Cafés

«Entre un café et un café, on aménage un autre café». C’est par cette expression que les Marocains ont réagi à la prolifération de ces établissements privés, mais publics. Les Marocaines ne les fréquentent que rarement et leur clientèle reste majoritairement masculine.

C’est dans ces lieux que les Marocains se retrouvent pour «tuer le temps» ou lui donner un objectif. La plupart des rendez-vous, soit pour affaires soit simplement pour se voir, s’effectue dans les cafés. Cette habitude n’est pas nouvelle ni spécifique à notre population sauf que le regard étranger s’étonne de cette présence masculine importante; et à tout moment de la journée dans ces lieux. A croire que les Marocains n’ont que cela à faire!

Depuis la libération du prix du breuvage servi, les cafés se distinguent les uns des autres par leur aménagement, le service et les prestations rendues. Avec une bouteille ou un verre d’eau, la qualité du «noir» est corrélée au prix qui pourrait augmenter par l’adjonction d’un carré chocolaté ou d’un bonbon.

La rentabilité de ce commerce est indéniable et les investisseurs ne s’y trompent pas. Malgré la pesanteur des taxes et des charges, la nécessité d’une présence soutenue, le café est un business confirmé. C’est un métier reconnu aussi bien en milieu urbain que dans les souks hebdomadaires des campagnes marocaines. Dans toutes les agglomérations, dans chaque quartier, pour chaque avenue, les cafés offrent l’opportunité de se rencontrer entre habitués et autres clients passagers.

Divers par leur standing, le type de consommation, les prix pratiqués; les cafés se distinguent aussi par le nom qu’ils affichent. Tout y est ou presque! Cela reflète beaucoup plus l’inspiration du proprio, voire une part de son vécu. La nomenclature spécifique reste toutefois peu usitée, celle de café, générique et exclusive l’emporte dans le langage. En milieu rural, c’est le nom du kahouaji qui est usité.

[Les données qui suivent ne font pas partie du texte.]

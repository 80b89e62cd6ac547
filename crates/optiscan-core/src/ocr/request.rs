//! Request types for OCR operations.

use bytes::Bytes;
use serde::{Deserialize, Serialize};
use uuid::Uuid;

use crate::error::{Error, Result};

/// Image formats the pipeline accepts for recognition.
const SUPPORTED_FORMATS: &[&str] = &[
    "image/jpeg",
    "image/jpg",
    "image/png",
    "image/tiff",
    "image/bmp",
    "image/webp",
    "application/pdf",
];

/// Maximum image size accepted by the engine: 10MB.
const MAX_IMAGE_SIZE: usize = 10 * 1024 * 1024;

/// Request for an OCR operation.
#[derive(Debug, Clone, Serialize, Deserialize)]
pub struct Request {
    /// Unique identifier for this request.
    pub request_id: Uuid,
    /// Image data to process.
    pub image_data: Bytes,
    /// MIME type of the image.
    pub mime_type: String,
    /// Recognition languages, engine-specific (e.g. `eng+rus`).
    /// Falls back to the engine default when unset.
    pub languages: Option<String>,
}

impl Request {
    /// Creates a new OCR request.
    pub fn new(image_data: impl Into<Bytes>, mime_type: impl Into<String>) -> Self {
        Self {
            request_id: Uuid::new_v4(),
            image_data: image_data.into(),
            mime_type: mime_type.into(),
            languages: None,
        }
    }

    /// Sets the recognition languages.
    pub fn with_languages(mut self, languages: impl Into<String>) -> Self {
        self.languages = Some(languages.into());
        self
    }

    /// Validates the request before it reaches the engine.
    pub fn validate(&self) -> Result<()> {
        if self.image_data.is_empty() {
            return Err(Error::invalid_input().with_message("image data must not be empty"));
        }

        if self.mime_type.is_empty() {
            return Err(Error::invalid_input().with_message("mime type must not be empty"));
        }

        if !SUPPORTED_FORMATS.contains(&self.mime_type.as_str()) {
            return Err(
                Error::unsupported_format().with_message(format!("unsupported: {}", self.mime_type))
            );
        }

        if self.image_data.len() > MAX_IMAGE_SIZE {
            return Err(Error::invalid_input().with_message(format!(
                "image exceeds maximum size of {} bytes",
                MAX_IMAGE_SIZE
            )));
        }

        Ok(())
    }

    /// Returns the size of the image data in bytes.
    #[inline]
    pub fn image_size(&self) -> usize {
        self.image_data.len()
    }
}

#[cfg(test)]
mod tests {
    use super::*;

    #[test]
    fn accepts_supported_formats() {
        assert!(Request::new(&b"png"[..], "image/png").validate().is_ok());
        assert!(
            Request::new(&b"pdf"[..], "application/pdf")
                .validate()
                .is_ok()
        );
    }

    #[test]
    fn rejects_empty_and_unknown() {
        assert!(Request::new(Bytes::new(), "image/png").validate().is_err());
        assert!(Request::new(&b"x"[..], "").validate().is_err());
        assert!(
            Request::new(&b"x"[..], "text/plain")
                .validate()
                .is_err()
        );
    }

    #[test]
    fn rejects_oversized_images() {
        let data = vec![0u8; MAX_IMAGE_SIZE + 1];
        assert!(Request::new(data, "image/png").validate().is_err());
    }
}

Lieux de sociabilité, de convivialité et de commerce, les cafés sont devenus des espaces de liberté et de libre expression. Particulièrement pendant les périodes électorales, certains deviennent des QG pour tel candidat ou tel autre. Les matchs de foot les rendent plein à craquer. Certains permettent aux étudiant(e)s de potasser leurs cours tout en papotant pour se divertir, d’autres sont réservés, par les prix pratiqués, à des personnes dont la tenue vestimentaire se veut respectable. Certains sont devenus des cybercafés où les ordinateurs sont à la disposition du client pour tout ce que permet le web, d’autres sont spécialisés pour aligner les numéros nécessaires afin de gagner au tiercé, quarté et quinté. L’actualité hippique (plus rarement celle concernant le racing ou le coursing) est analysée. Des photocopies de pronostics sont manipulées et confrontées avec les archives pour déterminer les gagnants et les placés dans ces courses qui rendent les équidés et les canidés des frères de l’humanité. Certains  sont enfumés par des brumes où le tabac s’associe à des fragrances de fruits, d’autres placent des billards où les boules sont frappées par une queue.

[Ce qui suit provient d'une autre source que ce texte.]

//! Task queue backed by a JetStream work queue stream.

use std::time::Duration;

use async_nats::jetstream::{self, AckKind, stream};
use futures::StreamExt;
use tracing::{debug, error, instrument};

use super::task::OcrTask;
use crate::{Error, Result, TRACING_TARGET_QUEUE};

/// Stream holding pending OCR tasks.
const STREAM_NAME: &str = "TASKS_OCR";

/// Subject prefix for task publication.
const SUBJECT_PREFIX: &str = "tasks.ocr";

/// Durable consumer shared by all worker processes.
///
/// Every worker pulls from the same durable, so the server hands each task
/// to exactly one of them at a time.
const CONSUMER_NAME: &str = "ocr_workers";

/// How long a worker may hold an unacknowledged task before redelivery.
const ACK_WAIT: Duration = Duration::from_secs(300);

/// Maximum delivery attempts before the server stops redelivering.
const MAX_DELIVER: i64 = 3;

/// Task queue for distributed OCR processing.
///
/// WorkQueue retention means a message is removed from the stream only
/// when acknowledged, giving at-least-once delivery to the worker pool.
pub struct TaskQueue {
    jetstream: jetstream::Context,
    worker_id: String,
}

impl TaskQueue {
    /// Create a new task queue handle, creating the stream if needed.
    #[instrument(skip(jetstream), target = TRACING_TARGET_QUEUE)]
    pub async fn new(jetstream: &jetstream::Context, worker_id: &str) -> Result<Self> {
        let stream_config = stream::Config {
            name: STREAM_NAME.to_string(),
            description: Some("OCR task queue".to_string()),
            subjects: vec![format!("{SUBJECT_PREFIX}.>")],
            retention: stream::RetentionPolicy::WorkQueue,
            ..Default::default()
        };

        match jetstream.get_stream(STREAM_NAME).await {
            Ok(_) => {
                debug!(
                    target: TRACING_TARGET_QUEUE,
                    stream = STREAM_NAME,
                    worker_id = %worker_id,
                    "Using existing task stream"
                );
            }
            Err(_) => {
                debug!(
                    target: TRACING_TARGET_QUEUE,
                    stream = STREAM_NAME,
                    worker_id = %worker_id,
                    "Creating new task stream"
                );
                jetstream
                    .create_stream(stream_config)
                    .await
                    .map_err(|e| Error::operation("stream_create", e.to_string()))?;
            }
        }

        Ok(Self {
            jetstream: jetstream.clone(),
            worker_id: worker_id.to_string(),
        })
    }

    /// Submit a task to the queue.
    ///
    /// Returns once JetStream has acknowledged persistence.
    #[instrument(skip(self, task), target = TRACING_TARGET_QUEUE)]
    pub async fn submit(&self, task: &OcrTask) -> Result<()> {
        let subject = format!("{SUBJECT_PREFIX}.{}", task.command.kind());
        let payload = serde_json::to_vec(task)?;

        self.jetstream
            .publish(subject.clone(), payload.into())
            .await
            .map_err(|e| Error::delivery_failed(&subject, e.to_string()))?
            .await
            .map_err(|e| Error::operation("task_submit", e.to_string()))?;

        debug!(
            target: TRACING_TARGET_QUEUE,
            task_id = %task.id,
            document_id = %task.document_id(),
            subject = %subject,
            "Submitted task to queue"
        );
        Ok(())
    }

    /// Create the durable pull consumer for this worker.
    #[instrument(skip(self), target = TRACING_TARGET_QUEUE)]
    pub async fn create_consumer(&self) -> Result<jetstream::consumer::PullConsumer> {
        let consumer_config = jetstream::consumer::pull::Config {
            name: Some(CONSUMER_NAME.to_string()),
            durable_name: Some(CONSUMER_NAME.to_string()),
            description: Some("OCR worker pool consumer".to_string()),
            ack_wait: ACK_WAIT,
            max_deliver: MAX_DELIVER,
            ..Default::default()
        };

        let stream = self
            .jetstream
            .get_stream(STREAM_NAME)
            .await
            .map_err(|e| Error::stream_error(STREAM_NAME, e.to_string()))?;

        let consumer = stream
            .create_consumer(consumer_config)
            .await
            .map_err(|e| Error::consumer_error(CONSUMER_NAME, e.to_string()))?;

        debug!(
            target: TRACING_TARGET_QUEUE,
            consumer = CONSUMER_NAME,
            worker_id = %self.worker_id,
            "Created worker consumer"
        );
        Ok(consumer)
    }

    /// Fetch the next task from the queue, if one is available.
    ///
    /// The returned delivery holds the unacknowledged message; the caller
    /// must [`TaskDelivery::ack`] or [`TaskDelivery::nak`] it once the
    /// outcome is known. A message with an undecodable payload is
    /// acknowledged and dropped, since redelivery cannot fix it.
    #[instrument(skip(self, consumer), target = TRACING_TARGET_QUEUE)]
    pub async fn fetch_next(
        &self,
        consumer: &jetstream::consumer::PullConsumer,
    ) -> Result<Option<TaskDelivery>> {
        let mut messages = consumer
            .fetch()
            .max_messages(1)
            .messages()
            .await
            .map_err(|e| Error::operation("task_fetch", e.to_string()))?;

        let Some(Ok(message)) = messages.next().await else {
            return Ok(None);
        };

        let task: OcrTask = match serde_json::from_slice(&message.payload) {
            Ok(task) => task,
            Err(e) => {
                error!(
                    target: TRACING_TARGET_QUEUE,
                    error = %e,
                    worker_id = %self.worker_id,
                    "Dropping task with undecodable payload"
                );
                message.ack().await.ok();
                return Ok(None);
            }
        };

        debug!(
            target: TRACING_TARGET_QUEUE,
            task_id = %task.id,
            document_id = %task.document_id(),
            worker_id = %self.worker_id,
            "Claimed task from queue"
        );

        Ok(Some(TaskDelivery { task, message }))
    }

    /// Returns the id of the worker this handle belongs to.
    pub fn worker_id(&self) -> &str {
        &self.worker_id
    }
}

/// A claimed task together with its unacknowledged JetStream message.
pub struct TaskDelivery {
    task: OcrTask,
    message: jetstream::Message,
}

impl TaskDelivery {
    /// The claimed task.
    pub fn task(&self) -> &OcrTask {
        &self.task
    }

    /// Acknowledge the task, removing it from the work queue.
    ///
    /// Call only after the task's terminal outcome is durably recorded.
    pub async fn ack(self) -> Result<()> {
        self.message
            .ack()
            .await
            .map_err(|e| Error::Ack(e.to_string()))
    }

    /// Negatively acknowledge, asking the server to redeliver after `delay`.
    pub async fn nak(self, delay: Option<Duration>) -> Result<()> {
        self.message
            .ack_with(AckKind::Nak(delay))
            .await
            .map_err(|e| Error::Ack(e.to_string()))
    }
}

impl std::fmt::Debug for TaskDelivery {
    fn fmt(&self, f: &mut std::fmt::Formatter<'_>) -> std::fmt::Result {
        f.debug_struct("TaskDelivery")
            .field("task", &self.task)
            .finish_non_exhaustive()
    }
}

Paradoxalement, autant les cafés laissent voir une certaine proximité, autant une distance est maintenue entre les personnes. Le chuchotement est pratiqué autant que le fou rire, sans que pour cela quelqu’un trouve à dire. A la limite, le tbarguig est usité aussi bien en interne qu’en externe. Donnant sur la rue, empiétant souvent sur le domaine public, le café est un lieu d’observation aussi bien de l’espace que de ses occupants, qu’ils soient permanents ou fugitifs. Les «m’as-tu vu», toutes typologies confondues, l’utilisent pour se faire remarquer à toute fin utile. Un jeu de situations peut même se créer par les intéressé(e)s sans pour autant que l’attention soit attirée, à part celle des pros.

Le café est un concurrent sérieux du domicile familial ou de la pratique cultuelle. Lieu de retraite sans pour autant qu’il soit celui des retraités, le café permet de lire la presse sans débourser un centime, de se libérer du stress quotidien et de la malvie. Sa temporalité permet une occupation différente généralement assimilée à de l’oisiveté et dont l’addiction est assimilée à une absence devant les devoirs familiaux ou autres. «Un café cassé, le journal et augmente le son de la radio … » disait l’autre.